Refusing to Evolve: How Static Institutions Fuel Extreme Voter Reactions
Let’s talk about continuous improvement again—because let’s face it, in the world of IT, if you’re not improving, you’re basically walking backward on the up escalator. Tech folks already know the drill: find a problem, release a fix, gather feedback, push another update, rinse and repeat. That’s the difference between having a system that stays relevant and having a fossil. We accept that software is never “done,” because perfection is always out of reach—but that drive for iteration gets us at least a little closer every time.
Now, shift your gaze from the wonderful world of rapid releases over to the realm of governments. We’re used to thinking about politics in a legislative sense—laws that never get updated, centuries-old structures that are treated like holy writ, and so on. But let’s go broader. Governments have a monopoly on a bunch of basic functions—think public transportation, infrastructure management, licensing departments, you name it. In theory, these functions are there to serve the public good. In practice, they frequently treat “the way we’ve always done things” as some sort of unimpeachable gospel. And that’s when the trouble starts.

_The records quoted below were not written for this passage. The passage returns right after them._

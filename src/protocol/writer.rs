//! Packet payload writer
//!
//! Mirror of [`PacketReader`](super::PacketReader). Bits accumulate in a
//! pending byte that is pushed to the buffer once eight bits are filled.
//! Byte-aligned writes and [`PacketWriter::into_bytes`] flush a partially
//! filled byte first, zero-padding its high bits.

use bytes::{BufMut, Bytes, BytesMut};

/// Append-only payload builder. Never fails.
#[derive(Debug, Default)]
pub struct PacketWriter {
    buf: BytesMut,
    /// Bits already placed in `pending`
    bit_position: u32,
    pending: u8,
}

impl PacketWriter {
    pub fn new() -> Self {
        Self::default()
    }

    pub fn with_capacity(capacity: usize) -> Self {
        Self {
            buf: BytesMut::with_capacity(capacity),
            ..Self::default()
        }
    }

    /// Length of the payload if it were finalized now
    pub fn len(&self) -> usize {
        self.buf.len() + usize::from(self.bit_position > 0)
    }

    pub fn is_empty(&self) -> bool {
        self.len() == 0
    }

    /// Emit a partially filled byte, padding the unused bits with zero
    pub fn flush_bits(&mut self) {
        if self.bit_position > 0 {
            self.buf.put_u8(self.pending);
            self.pending = 0;
            self.bit_position = 0;
        }
    }

    pub fn write_u8(&mut self, value: u8) {
        self.flush_bits();
        self.buf.put_u8(value);
    }

    pub fn write_u16(&mut self, value: u16) {
        self.flush_bits();
        self.buf.put_u16_le(value);
    }

    pub fn write_u32(&mut self, value: u32) {
        self.flush_bits();
        self.buf.put_u32_le(value);
    }

    pub fn write_u64(&mut self, value: u64) {
        self.flush_bits();
        self.buf.put_u64_le(value);
    }

    pub fn write_f32(&mut self, value: f32) {
        self.flush_bits();
        self.buf.put_f32_le(value);
    }

    pub fn write_bytes(&mut self, bytes: &[u8]) {
        self.flush_bits();
        self.buf.put_slice(bytes);
    }

    /// Bytes followed by a NUL terminator. `bytes` must not contain a NUL,
    /// otherwise the reader stops at the first one.
    pub fn write_cstring(&mut self, bytes: &[u8]) {
        debug_assert!(!bytes.contains(&0), "cstring contains interior NUL");
        self.write_bytes(bytes);
        self.buf.put_u8(0);
    }

    /// u32 count of UTF-16 code units, then the units little-endian.
    /// Anything past `u32::MAX` units is dropped so the count always matches
    /// what follows it.
    pub fn write_wide_string(&mut self, value: &str) {
        let units: Vec<u16> = value.encode_utf16().collect();
        let count = unit_count(units.len());
        debug_assert_eq!(count as usize, units.len(), "wide string too long");

        self.write_u32(count);
        for unit in units.into_iter().take(count as usize) {
            self.buf.put_u16_le(unit);
        }
    }

    /// Low `count` bits of `value`, LSB first. A count of 0 writes nothing;
    /// counts above 64 are capped at 64.
    pub fn write_bits(&mut self, value: u64, count: u32) {
        debug_assert!(count <= 64, "bit count {} out of range", count);
        let count = count.min(64);

        let mut written = 0u32;
        while written < count {
            let free = 8 - self.bit_position;
            let taken = free.min(count - written);
            let mask = (1u16 << taken) - 1;
            let bits = ((value >> written) as u16) & mask;

            self.pending |= (bits << self.bit_position) as u8;
            self.bit_position += taken;
            written += taken;

            if self.bit_position == 8 {
                self.buf.put_u8(self.pending);
                self.pending = 0;
                self.bit_position = 0;
            }
        }
    }

    pub fn write_bit(&mut self, value: bool) {
        self.write_bits(u64::from(value), 1);
    }

    /// Finalize the payload, flushing any pending bits
    pub fn into_bytes(mut self) -> Bytes {
        self.flush_bits();
        self.buf.freeze()
    }
}

fn unit_count(len: usize) -> u32 {
    u32::try_from(len).unwrap_or(u32::MAX)
}

#[cfg(test)]
mod tests {
    use super::super::PacketReader;
    use super::*;

    #[test]
    fn test_bit_packing_example() {
        let mut writer = PacketWriter::new();
        writer.write_bits(22, 5);
        writer.write_bits(6, 3);
        writer.flush_bits();
        assert_eq!(&writer.into_bytes()[..], &[0xD6]);
    }

    #[test]
    fn test_partial_byte_is_zero_padded() {
        let mut writer = PacketWriter::new();
        writer.write_bits(0b101, 3);
        assert_eq!(writer.len(), 1);
        assert_eq!(&writer.into_bytes()[..], &[0b0000_0101]);
    }

    #[test]
    fn test_bits_mask_excess_high_bits() {
        let mut writer = PacketWriter::new();
        writer.write_bits(0xFF, 4);
        writer.write_bits(0, 4);
        assert_eq!(&writer.into_bytes()[..], &[0x0F]);
    }

    #[test]
    fn test_aligned_write_flushes_bits() {
        let mut writer = PacketWriter::new();
        writer.write_bit(true);
        writer.write_u16(0xBEEF);
        writer.write_bits(3, 2);
        assert_eq!(&writer.into_bytes()[..], &[0x01, 0xEF, 0xBE, 0x03]);
    }

    #[test]
    fn test_primitive_roundtrip_boundaries() {
        let mut writer = PacketWriter::new();
        writer.write_u8(0);
        writer.write_u8(u8::MAX);
        writer.write_u16(0);
        writer.write_u16(u16::MAX);
        writer.write_u32(0);
        writer.write_u32(u32::MAX);
        writer.write_u64(0);
        writer.write_u64(u64::MAX);
        writer.write_bytes(&[]);
        writer.write_bytes(&[1, 2, 3]);
        writer.write_cstring(b"");
        writer.write_cstring(b"gatehouse");
        writer.write_wide_string("");
        writer.write_wide_string("Nexus \u{1F30C} ünïcödé");
        writer.write_f32(-1.5);

        let bytes = writer.into_bytes();
        let mut reader = PacketReader::new(&bytes);
        assert_eq!(reader.read_u8().unwrap(), 0);
        assert_eq!(reader.read_u8().unwrap(), u8::MAX);
        assert_eq!(reader.read_u16().unwrap(), 0);
        assert_eq!(reader.read_u16().unwrap(), u16::MAX);
        assert_eq!(reader.read_u32().unwrap(), 0);
        assert_eq!(reader.read_u32().unwrap(), u32::MAX);
        assert_eq!(reader.read_u64().unwrap(), 0);
        assert_eq!(reader.read_u64().unwrap(), u64::MAX);
        assert_eq!(reader.read_bytes(0).unwrap(), &[] as &[u8]);
        assert_eq!(reader.read_bytes(3).unwrap(), &[1, 2, 3]);
        assert_eq!(reader.read_cstring().unwrap(), b"");
        assert_eq!(reader.read_cstring().unwrap(), b"gatehouse");
        assert_eq!(reader.read_wide_string().unwrap(), "");
        assert_eq!(reader.read_wide_string().unwrap(), "Nexus \u{1F30C} ünïcödé");
        assert_eq!(reader.read_f32().unwrap(), -1.5);
        assert_eq!(reader.remaining(), 0);
    }

    #[test]
    fn test_wide_string_counts_code_units() {
        let mut writer = PacketWriter::new();
        writer.write_wide_string("\u{1F30C}");
        let bytes = writer.into_bytes();
        // One astral character is two UTF-16 code units
        assert_eq!(&bytes[..4], &[2, 0, 0, 0]);
        assert_eq!(bytes.len(), 8);
    }

    #[test]
    fn test_zero_width_bits_write_nothing() {
        let mut writer = PacketWriter::new();
        writer.write_bits(0b11, 2);
        writer.write_bits(u64::MAX, 0);
        writer.write_bits(0b1, 1);
        assert_eq!(&writer.into_bytes()[..], &[0b0000_0111]);

        let mut writer = PacketWriter::new();
        writer.write_bits(1, 0);
        assert!(writer.into_bytes().is_empty());
    }

    #[test]
    fn test_wide_string_count_saturates() {
        assert_eq!(unit_count(3), 3);
        assert_eq!(unit_count(u32::MAX as usize), u32::MAX);
        #[cfg(target_pointer_width = "64")]
        assert_eq!(unit_count(u32::MAX as usize + 1), u32::MAX);
    }

    #[test]
    fn test_mixed_widths_roundtrip() {
        let fields: [(u64, u32); 6] = [(1, 1), (0x1F, 5), (0, 3), (0xABCDE, 20), (u64::MAX, 64), (2, 2)];

        let mut writer = PacketWriter::new();
        for &(value, width) in &fields {
            writer.write_bits(value, width);
        }
        let bytes = writer.into_bytes();
        // 1 + 5 + 3 + 20 + 64 + 2 = 95 bits -> 12 bytes
        assert_eq!(bytes.len(), 12);

        let mut reader = PacketReader::new(&bytes);
        for &(value, width) in &fields {
            assert_eq!(reader.read_bits(width).unwrap(), value);
        }
    }
}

Imagine if your city’s Department of Transportation was run like a scrappy tech startup. Engineers would be out there gathering data on traffic patterns, testing micro-improvements to signals, and releasing updates to keep the system running at peak efficiency. Instead, a lot of times you end up with a highway project that takes ages to plan and even longer to build, based on design standards from the early 2000s. By the time it finally opens, guess what? The entire traffic landscape has changed, and we get stuck in “perpetual gridlock 2.0.”
Same goes for offices that handle permits and licenses—DMV jokes exist for a reason. If it was run like a best-in-class software service, we’d see user research, UX overhauls, workflow streamlining, all that good stuff. Instead, the approach tends to be: “Wait, there’s an issue? Write up a note, we’ll ‘get to it’ next decade.” When you’ve got a monopoly—like your local government does on driver’s licenses—there’s no competitor forcing you to improve. It’s a captive customer base, so the impetus to innovate is basically zip.
This inertia extends to enforcement agencies and judicial systems, too. You’d think, in a world of data-driven everything, we’d see advanced analytics on recidivism, community policing methods, sentencing guidelines, and so on. You know—versioning, iterative solutions, all the good stuff you see in continuous improvement culture. But if you peek under the hood, it’s often more like a black-and-white movie compared to the 4K streaming world the private sector lives in. They’re using legacy systems, or no systems at all, and pushing the same protocols year after year. Why change? Because improvement? That’s “not how it’s always been done.”
Of course, this might be tolerable if it didn’t affect trust. But it does. When people see that a service is locked in time, they lose faith in it. When they realize no one’s even trying to fix glaring problems—like 1940s-era processes for filing taxes—they start looking for alternatives. And when there aren’t better alternatives at home, they start latching on to wild ideas from politicians who promise to blow the whole thing up and build it from scratch. That’s how we end up with dramatic political swings, and that’s how we get a population that’s ready to throw out the old guard in favor of “anything different.”
You don’t see this problem in tech, or at least not on the same scale, because a refusal to improve would be business suicide. Let’s say your startup decides to rest on version 1.0. Meanwhile, your competitor is on 5.7, ironing out bugs, implementing new features, shipping updates over the weekend. By the time you realize your app is behind, you’re already out of users. Game over. So in the tech ecosystem, it’s either move or die. The government, by contrast, rarely has to worry about losing “customers.” When you have a monopoly, you can afford to act like you’re the only show in town—and in many cases, you are.
But just because a monopoly can get away with stagnating doesn’t mean that’s good for anybody. If you want a stable, trustworthy system, you can’t count on name recognition alone; you need to deliver. And delivering means doing the messy, unglamorous work of trying new things, failing fast, and patching the holes. Continuous improvement might not be easy, but failing to improve is a surefire way to see your credibility circled down the drain. Ironically, the more governments try to bury their heads in the sand about modernizing, the more they fuel extreme blowback from the public.
The solution? Governments could take a page out of the IT playbook and start building iteration into everything—legislation, infrastructure management, bureaucratic processes, law enforcement techniques, the whole nine yards. Don’t wait years to overhaul a system that’s obviously broken. Adjust, gather data, adjust again. Embrace the fact that everything is always in beta. Show the public you’re actively working to fix things, rather than doubling down on the same old approaches. Sure, there’ll be hiccups, but at least you’re moving forward instead of treading water.
At the end of the day, people need to see that systems can adapt and respond to new challenges. That’s exactly what continuous improvement is all about—keeping pace with reality, refusing to accept “good enough,” and staying one step ahead of obsolescence. Governments that do this will earn public confidence, while the ones that don’t will keep running into that brick wall of distrust. And trust me, it’s a much softer landing when you’re updating iteratively rather than waiting for the big crash.